## WHAT IS REQUIRED
When you reach the line containing "#[cfg(test)]" in the entries below, begin reproducing lines exactly, and stop once the line containing "#[derive(Debug, Error)]" is done.

## DATA RECORDS
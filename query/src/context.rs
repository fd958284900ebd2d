//! Generation context assembly.
//!
//! Collects what a downstream content generator needs to know about the
//! current state of the graph:
//! - **Trending topics**: the strongest topics in the requested timeframe
//! - **Preferred categories**: the categories a user views most
//! - **Suggested topics**: the user's own topics first, then trending ones

use analysis::recommendation::video_category;
use analysis::trend::topic_trends;
use analysis::Timeframe;
use chrono::{DateTime, Utc};
use reelgraph_core::model::{EdgeKind, NodeKind};
use serde::{Deserialize, Serialize};
use storage::Graph;

const PREFERRED_CATEGORY_LIMIT: usize = 3;

#[derive(Debug, Clone, PartialEq, Serialize, Deserialize)]
#[serde(rename_all = "camelCase")]
pub struct GenerationContext {
    #[serde(skip_serializing_if = "Option::is_none")]
    pub user_id: Option<String>,
    pub timeframe: Timeframe,
    pub trending_topics: Vec<String>,
    pub preferred_categories: Vec<String>,
    pub suggested_topics: Vec<String>,
}

/// Count occurrences, keeping first-seen order for equal counts.
fn ranked(names: impl IntoIterator<Item = String>) -> Vec<String> {
    let mut counts: Vec<(String, usize)> = Vec::new();
    for name in names {
        match counts.iter_mut().find(|(seen, _)| *seen == name) {
            Some((_, count)) => *count += 1,
            None => counts.push((name, 1)),
        }
    }
    // Stable sort keeps first-seen order among ties.
    counts.sort_by(|a, b| b.1.cmp(&a.1));
    counts.into_iter().map(|(name, _)| name).collect()
}

pub fn build_generation_context(
    graph: &Graph,
    user_id: Option<&str>,
    timeframe: Timeframe,
    count: usize,
    now: DateTime<Utc>,
) -> GenerationContext {
    let trending_topics: Vec<String> = topic_trends(graph, timeframe, count, now)
        .into_iter()
        .map(|trend| trend.name)
        .collect();

    let mut viewed = match user_id {
        Some(user) => graph.outgoing_edges_of_kind(user, EdgeKind::Viewed),
        None => Vec::new(),
    };
    viewed.sort_by_key(|edge| edge.created_at);
    let videos: Vec<_> = viewed
        .iter()
        .filter_map(|edge| graph.get_node(&edge.target))
        .collect();

    let mut preferred_categories =
        ranked(videos.iter().filter_map(|video| video_category(graph, video)));
    preferred_categories.truncate(PREFERRED_CATEGORY_LIMIT);

    let own_topics = ranked(videos.iter().flat_map(|video| {
        graph
            .outgoing_edges_of_kind(&video.id, EdgeKind::RelatedTo)
            .into_iter()
            .filter_map(|edge| graph.get_node(&edge.target))
            .filter(|node| node.kind == NodeKind::Topic)
            .map(|node| node.label().to_string())
            .collect::<Vec<_>>()
    }));

    let mut suggested_topics: Vec<String> = Vec::new();
    for topic in own_topics.into_iter().chain(trending_topics.iter().cloned()) {
        if suggested_topics.len() == count {
            break;
        }
        if !suggested_topics.contains(&topic) {
            suggested_topics.push(topic);
        }
    }

    GenerationContext {
        user_id: user_id.map(str::to_string),
        timeframe,
        trending_topics,
        preferred_categories,
        suggested_topics,
    }
}

#[cfg(test)]
mod tests {
    use super::*;
    use reelgraph_core::model::{Edge, Node, NodeProperties};

    #[test]
    fn test_ties_keep_first_seen_order() {
        let names = ["b", "a", "a", "b", "c"].map(String::from);
        assert_eq!(ranked(names), ["b", "a", "c"]);
    }

    #[test]
    fn test_anonymous_context_uses_trends_only() {
        let now = Utc::now();
        let mut graph = Graph::new();
        graph
            .add_node(
                Node::new("topic:art", NodeKind::Topic)
                    .with_properties(NodeProperties::named("Art")),
            )
            .unwrap();
        graph.add_node(Node::new("v1", NodeKind::Video)).unwrap();
        graph
            .add_edge(
                Edge::new("e1", EdgeKind::RelatedTo, "v1", "topic:art", 1.0)
                    .with_created_at(now - chrono::Duration::hours(1)),
            )
            .unwrap();

        let context = build_generation_context(&graph, None, Timeframe::Week, 5, now);
        assert_eq!(context.trending_topics, ["Art"]);
        assert!(context.preferred_categories.is_empty());
        assert_eq!(context.suggested_topics, ["Art"]);
    }
}
use reelgraph_core::error::{ErrorCode, ReelgraphError};
use thiserror::Error;

#[derive(Debug, Error)]
pub enum JobError {
    #[error("Job {0} was dropped before it finished")]
    Cancelled(u64),
    #[error("Job {id} failed: {reason}")]
    Failed { id: u64, reason: String },
}

impl ReelgraphError for JobError {
    fn error_code(&self) -> ErrorCode {
        match self {
            JobError::Cancelled(_) => ErrorCode::FailedPrecondition,
            JobError::Failed { .. } => ErrorCode::Internal,
        }
    }
}
use crate::error::JobError;
use crate::queue::{ChannelJobQueue, Job, JobOutcome, Ticket};
use analysis::{AnomalyDetector, CommunityDetector, PatternDetector};
use reelgraph_core::config::AppConfig;
use std::sync::Arc;
use storage::{Graph, GraphStore};
use tokio::sync::mpsc;
use tokio::task::JoinHandle;
use tracing::{debug, error, info};

/// Run one job to completion over a graph copy.
pub fn run_job(graph: &Graph, job: &Job, config: &AppConfig) -> JobOutcome {
    match job {
        Job::DetectCommunities { options } => JobOutcome::Communities(
            CommunityDetector::new(graph, config.communities.clone()).detect(options),
        ),
        Job::DiscoverPatterns { kind, options } => JobOutcome::Patterns(
            PatternDetector::new(graph, config.patterns.clone()).detect(*kind, options),
        ),
        Job::DetectAnomalies {
            scope,
            sensitivity_threshold,
        } => JobOutcome::Anomalies(
            AnomalyDetector::new(graph, config.anomalies.clone())
                .detect(*scope, *sensitivity_threshold),
        ),
    }
}

pub struct Worker {
    receiver: mpsc::Receiver<Ticket>,
    store: Arc<GraphStore>,
    config: AppConfig,
}

impl Worker {
    pub fn new(receiver: mpsc::Receiver<Ticket>, store: Arc<GraphStore>, config: AppConfig) -> Self {
        Self {
            receiver,
            store,
            config,
        }
    }

    /// Start a worker on the current runtime and return the queue feeding it.
    /// The worker stops once every queue handle has been dropped.
    pub fn spawn(store: Arc<GraphStore>, config: AppConfig) -> (ChannelJobQueue, JoinHandle<()>) {
        let (sender, receiver) = mpsc::channel(config.jobs.queue_capacity.max(1));
        let worker = Worker::new(receiver, store, config);
        (ChannelJobQueue::new(sender), tokio::spawn(worker.run()))
    }

    pub async fn run(mut self) {
        info!("Worker started");
        while let Some(ticket) = self.receiver.recv().await {
            let Ticket { id, job, reply } = ticket;
            info!("Processing {} job {}", job.name(), id);

            let outcome = self.process(id, job).await;
            if let Err(e) = &outcome {
                error!("Failed to process job {}: {}", id, e);
            }
            if reply.send(outcome).is_err() {
                debug!("Requester for job {} is gone", id);
            }
        }
        info!("Worker stopped");
    }

    async fn process(&self, id: u64, job: Job) -> Result<JobOutcome, JobError> {
        // Writers proceed while the copy is analyzed.
        let graph = self.store.snapshot_graph().await;
        let config = self.config.clone();
        tokio::task::spawn_blocking(move || run_job(&graph, &job, &config))
            .await
            .map_err(|e| JobError::Failed {
                id,
                reason: e.to_string(),
            })
    }
}
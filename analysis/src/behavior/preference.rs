use super::{dominant, rate, BehaviorContext, BehaviorPattern, BehaviorType};
use reelgraph_core::interaction::InteractionAction;
use std::collections::BTreeMap;
use storage::store::slug;

const CATEGORY_PREFERENCE: f64 = 0.5;
const CREATOR_LOYALTY: f64 = 0.5;
const MIN_LOYALTY_VIEWS: usize = 2;

pub(super) fn analyze(ctx: &BehaviorContext) -> Vec<BehaviorPattern> {
    let mut by_category: BTreeMap<String, Vec<String>> = BTreeMap::new();
    let mut loyal = Vec::new();
    let mut category_totals: BTreeMap<String, f64> = BTreeMap::new();

    for activity in &ctx.activity {
        let viewed: Vec<&str> = activity
            .interactions
            .iter()
            .filter(|record| record.action == InteractionAction::View)
            .map(|record| record.video_id.as_str())
            .collect();

        let categories: Vec<String> = viewed.iter().filter_map(|id| ctx.category_of(id)).collect();
        for category in &categories {
            *category_totals.entry(category.clone()).or_insert(0.0) += 1.0;
        }
        if let Some((category, count, total)) = dominant(categories) {
            if rate(count, total) >= CATEGORY_PREFERENCE {
                by_category
                    .entry(category)
                    .or_default()
                    .push(activity.user_id.clone());
            }
        }

        let creators = viewed.iter().filter_map(|id| ctx.creator_of(id));
        if let Some((_, count, total)) = dominant(creators) {
            if total >= MIN_LOYALTY_VIEWS && rate(count, total) >= CREATOR_LOYALTY {
                loyal.push(activity.user_id.clone());
            }
        }
    }

    let mut patterns: Vec<BehaviorPattern> = by_category
        .into_iter()
        .filter_map(|(category, users)| {
            let mut metrics = BTreeMap::new();
            metrics.insert(
                "categoryViews".to_string(),
                category_totals.get(&category).copied().unwrap_or(0.0),
            );
            ctx.emit(
                BehaviorType::ContentPreference,
                &format!("prefers-{}", slug(&category)),
                format!("{} fans", category),
                format!("Users who mostly watch {} content", category),
                users,
                metrics,
            )
        })
        .collect();

    let mut loyalty_metrics = BTreeMap::new();
    loyalty_metrics.insert("loyalUsers".to_string(), loyal.len() as f64);
    patterns.extend(ctx.emit(
        BehaviorType::ContentPreference,
        "creator-loyalty",
        "Creator loyalists",
        "Users who keep returning to one creator",
        loyal,
        loyalty_metrics,
    ));

    patterns
}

## RESULT OF THE TASK
#[cfg(test)]
mod tests {
    use super::*;
    use reelgraph_core::model::{Edge, Node, NodeProperties};

    #[test]
    fn test_ties_keep_first_seen_order() {
        let names = ["b", "a", "a", "b", "c"].map(String::from);
        assert_eq!(ranked(names), ["b", "a", "c"]);
    }

    #[test]
    fn test_anonymous_context_uses_trends_only() {
        let now = Utc::now();
        let mut graph = Graph::new();
        graph
            .add_node(
                Node::new("topic:art", NodeKind::Topic)
                    .with_properties(NodeProperties::named("Art")),
            )
            .unwrap();
        graph.add_node(Node::new("v1", NodeKind::Video)).unwrap();
        graph
            .add_edge(
                Edge::new("e1", EdgeKind::RelatedTo, "v1", "topic:art", 1.0)
                    .with_created_at(now - chrono::Duration::hours(1)),
            )
            .unwrap();

        let context = build_generation_context(&graph, None, Timeframe::Week, 5, now);
        assert_eq!(context.trending_topics, ["Art"]);
        assert!(context.preferred_categories.is_empty());
        assert_eq!(context.suggested_topics, ["Art"]);
    }
}
use reelgraph_core::error::{ErrorCode, ReelgraphError};
use thiserror::Error;

#[derive(Debug, Error)]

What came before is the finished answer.